[Dataset entries]
=== Section Start ===
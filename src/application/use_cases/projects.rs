use std::sync::Arc;

use futures::future::try_join_all;
use serde::Serialize;
use tracing::info;
use utoipa::ToSchema;

use super::furniture::resolve_items;
use super::{into_entities, load};
use crate::application::dto::{ProjectInput, ShareProjectRequest};
use crate::application::errors::UseCaseError;
use crate::application::ports::{to_document_data, Direction, DocumentStore, Query};
use crate::domain::entities::{
    collections, CollaboratorRole, FurnitureItem, Project, UserProfile,
};
use crate::domain::errors::DomainError;

/// Collaborator as listed on a project
#[derive(Debug, Clone, PartialEq, Serialize, ToSchema)]
#[serde(rename_all = "camelCase")]
pub struct Collaborator {
    pub uid: String,
    pub display_name: String,
    pub email: String,
    pub photo_url: Option<String>,
}

/// Project CRUD, item lists and sharing
pub struct ProjectUseCases {
    store: Arc<dyn DocumentStore>,
}

impl ProjectUseCases {
    pub fn new(store: Arc<dyn DocumentStore>) -> Self {
        Self { store }
    }

    async fn load(&self, project_id: &str) -> Result<Project, UseCaseError> {
        load(self.store.as_ref(), collections::PROJECTS, project_id, "Project").await
    }

    /// Writes only `fields` and `updatedAt`; other fields keep their stored values
    async fn patch(
        &self,
        project_id: &str,
        project: &Project,
        fields: &[&str],
    ) -> Result<(), UseCaseError> {
        let mut data = to_document_data(project)?;
        let patch = fields
            .iter()
            .copied()
            .chain(["updatedAt"])
            .filter_map(|field| data.remove_entry(field))
            .collect();
        self.store
            .update(collections::PROJECTS, project_id, patch)
            .await?;
        Ok(())
    }

    /// Projects owned by `uid`, newest first
    pub async fn list(&self, uid: &str) -> Result<Vec<Project>, UseCaseError> {
        let query = Query::new()
            .where_eq("userId", uid)
            .order_by("createdAt", Direction::Desc);
        into_entities(self.store.query(collections::PROJECTS, &query).await?)
    }

    pub async fn get(&self, uid: &str, project_id: &str) -> Result<Project, UseCaseError> {
        let project = self.load(project_id).await?;
        project.ensure_member(uid)?;
        Ok(project)
    }

    /// Returns the new project id
    pub async fn create(&self, uid: &str, input: ProjectInput) -> Result<String, UseCaseError> {
        let name = input
            .name
            .clone()
            .ok_or_else(|| UseCaseError::InvalidRequest("name is required".to_string()))?;

        let mut project = Project::new(uid, name);
        apply_input(&mut project, input);

        let id = self
            .store
            .add(collections::PROJECTS, to_document_data(&project)?)
            .await?;
        info!(project_id = %id, user_id = %uid, "Project created");
        Ok(id)
    }

    pub async fn update(
        &self,
        uid: &str,
        project_id: &str,
        input: ProjectInput,
    ) -> Result<Project, UseCaseError> {
        let mut project = self.load(project_id).await?;
        project.ensure_owner(uid)?;

        let fields = changed_fields(&input);
        apply_input(&mut project, input);
        project.touch();
        self.patch(project_id, &project, &fields).await?;
        Ok(project)
    }

    pub async fn delete(&self, uid: &str, project_id: &str) -> Result<(), UseCaseError> {
        let project = self.load(project_id).await?;
        project.ensure_owner(uid)?;

        self.store.delete(collections::PROJECTS, project_id).await?;
        info!(project_id = %project_id, user_id = %uid, "Project deleted");
        Ok(())
    }

    /// Furniture items referenced by the project; dangling ids are skipped
    pub async fn items(
        &self,
        uid: &str,
        project_id: &str,
    ) -> Result<Vec<FurnitureItem>, UseCaseError> {
        let project = self.get(uid, project_id).await?;
        resolve_items(self.store.as_ref(), &project.items).await
    }

    pub async fn add_item(
        &self,
        uid: &str,
        project_id: &str,
        item_id: &str,
    ) -> Result<Project, UseCaseError> {
        let mut project = self.get(uid, project_id).await?;
        if project.add_item(item_id) {
            self.patch(project_id, &project, &["items"]).await?;
        }
        Ok(project)
    }

    pub async fn remove_item(
        &self,
        uid: &str,
        project_id: &str,
        item_id: &str,
    ) -> Result<Project, UseCaseError> {
        let mut project = self.get(uid, project_id).await?;
        if project.remove_item(item_id) {
            self.patch(project_id, &project, &["items"]).await?;
        }
        Ok(project)
    }

    /// Share with the user registered under `email`; owner only
    pub async fn share(
        &self,
        uid: &str,
        project_id: &str,
        request: ShareProjectRequest,
    ) -> Result<Project, UseCaseError> {
        let mut project = self.load(project_id).await?;
        if !project.is_owner(uid) {
            return Err(DomainError::OwnerOnly {
                action: "share project",
            }
            .into());
        }

        let role = match request.role.as_deref() {
            Some(raw) => CollaboratorRole::parse(raw).ok_or_else(|| {
                UseCaseError::InvalidRequest(format!("Unknown collaborator role: {}", raw))
            })?,
            None => CollaboratorRole::default(),
        };

        let query = Query::new()
            .where_eq("email", request.email.trim().to_lowercase())
            .limit(1);
        let collaborator = self
            .store
            .query(collections::USERS, &query)
            .await?
            .into_iter()
            .next()
            .ok_or_else(|| UseCaseError::not_found("User"))?;

        project.share_with(&collaborator.id, role)?;
        self.patch(
            project_id,
            &project,
            &["collaborators", "collaboratorRoles"],
        )
        .await?;

        info!(
            project_id = %project_id,
            collaborator = %collaborator.id,
            role = ?role,
            "Project shared"
        );
        Ok(project)
    }

    pub async fn collaborators(
        &self,
        uid: &str,
        project_id: &str,
    ) -> Result<Vec<Collaborator>, UseCaseError> {
        let project = self.get(uid, project_id).await?;

        let lookups = project
            .collaborators
            .iter()
            .map(|id| self.store.get(collections::USERS, id));
        let docs = try_join_all(lookups).await?;

        docs.into_iter()
            .flatten()
            .map(|doc| -> Result<Collaborator, UseCaseError> {
                let profile: UserProfile = doc.into_entity()?;
                Ok(Collaborator {
                    uid: profile.uid,
                    display_name: profile.display_name,
                    email: profile.email,
                    photo_url: profile.profile_image_url,
                })
            })
            .collect()
    }
}

/// Stored field names an update touches
fn changed_fields(input: &ProjectInput) -> Vec<&'static str> {
    [
        ("name", input.name.is_some()),
        ("description", input.description.is_some()),
        ("roomType", input.room_type.is_some()),
        ("tags", input.tags.is_some()),
        ("isPublic", input.is_public.is_some()),
    ]
    .into_iter()
    .filter_map(|(field, present)| present.then_some(field))
    .collect()
}

fn apply_input(project: &mut Project, input: ProjectInput) {
    if let Some(name) = input.name {
        project.name = name;
    }
    if let Some(description) = input.description {
        project.description = description;
    }
    if input.room_type.is_some() {
        project.room_type = input.room_type;
    }
    if let Some(tags) = input.tags {
        project.tags = tags;
    }
    if let Some(is_public) = input.is_public {
        project.is_public = is_public;
    }
}
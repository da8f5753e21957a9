use async_trait::async_trait;
use chrono::{DateTime, Utc};
use thiserror::Error;

use super::document_store::StoreError;
use crate::domain::authorization::Identity;

#[cfg(test)]
use mockall::automock;

#[derive(Debug, Error)]
pub enum IdentityError {
    #[error("Invalid token: {0}")]
    InvalidToken(String),

    #[error("Token expired")]
    TokenExpired,

    #[error("Email already in use")]
    EmailAlreadyExists,

    #[error("Invalid email or password")]
    InvalidCredentials,

    #[error("Account disabled")]
    AccountDisabled,

    #[error("No user found: {0}")]
    UserNotFound(String),

    #[error("Invalid or expired reset code")]
    InvalidResetCode,

    #[error("Password hashing failed: {0}")]
    Hashing(String),

    #[error("Token signing failed: {0}")]
    Signing(String),

    #[error("Store error: {0}")]
    Store(#[from] StoreError),
}

/// Credential record held by the identity provider
#[derive(Debug, Clone, PartialEq, Eq)]
pub struct IdentityRecord {
    pub uid: String,
    pub email: String,
    pub display_name: String,
    pub photo_url: Option<String>,
    pub disabled: bool,
}

#[derive(Debug, Clone, PartialEq, Eq)]
pub struct NewAccount {
    pub email: String,
    pub password: String,
    pub display_name: String,
}

/// Fields left `None` are not changed
#[derive(Debug, Clone, Default, PartialEq, Eq)]
pub struct AccountUpdate {
    pub display_name: Option<String>,
    pub photo_url: Option<String>,
    pub password: Option<String>,
}

#[derive(Debug, Clone, PartialEq, Eq)]
pub struct IssuedToken {
    pub token: String,
    pub expires_at: DateTime<Utc>,
}

/// Port for account management and bearer token verification
#[cfg_attr(test, automock)]
#[async_trait]
pub trait IdentityProvider: Send + Sync {
    async fn verify_token(&self, token: &str) -> Result<Identity, IdentityError>;

    async fn issue_token(&self, record: &IdentityRecord) -> Result<IssuedToken, IdentityError>;

    async fn create_user(&self, account: NewAccount) -> Result<IdentityRecord, IdentityError>;

    async fn authenticate(&self, email: &str, password: &str)
        -> Result<IdentityRecord, IdentityError>;

    async fn update_user(&self, uid: &str, update: AccountUpdate) -> Result<(), IdentityError>;

    async fn delete_user(&self, uid: &str) -> Result<(), IdentityError>;

    /// Returns a link carrying a single-use reset code
    async fn generate_password_reset_link(&self, email: &str) -> Result<String, IdentityError>;

    /// Consumes the reset code and returns the account email
    async fn confirm_password_reset(
        &self,
        code: &str,
        new_password: &str,
    ) -> Result<String, IdentityError>;
}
=== Section End ===
• Required action
Pick from the records each line that contains the word "collaborators" and show it.

• Output for this exercise
            &["collaborators", "collaboratorRoles"],
    pub async fn collaborators(
            .collaborators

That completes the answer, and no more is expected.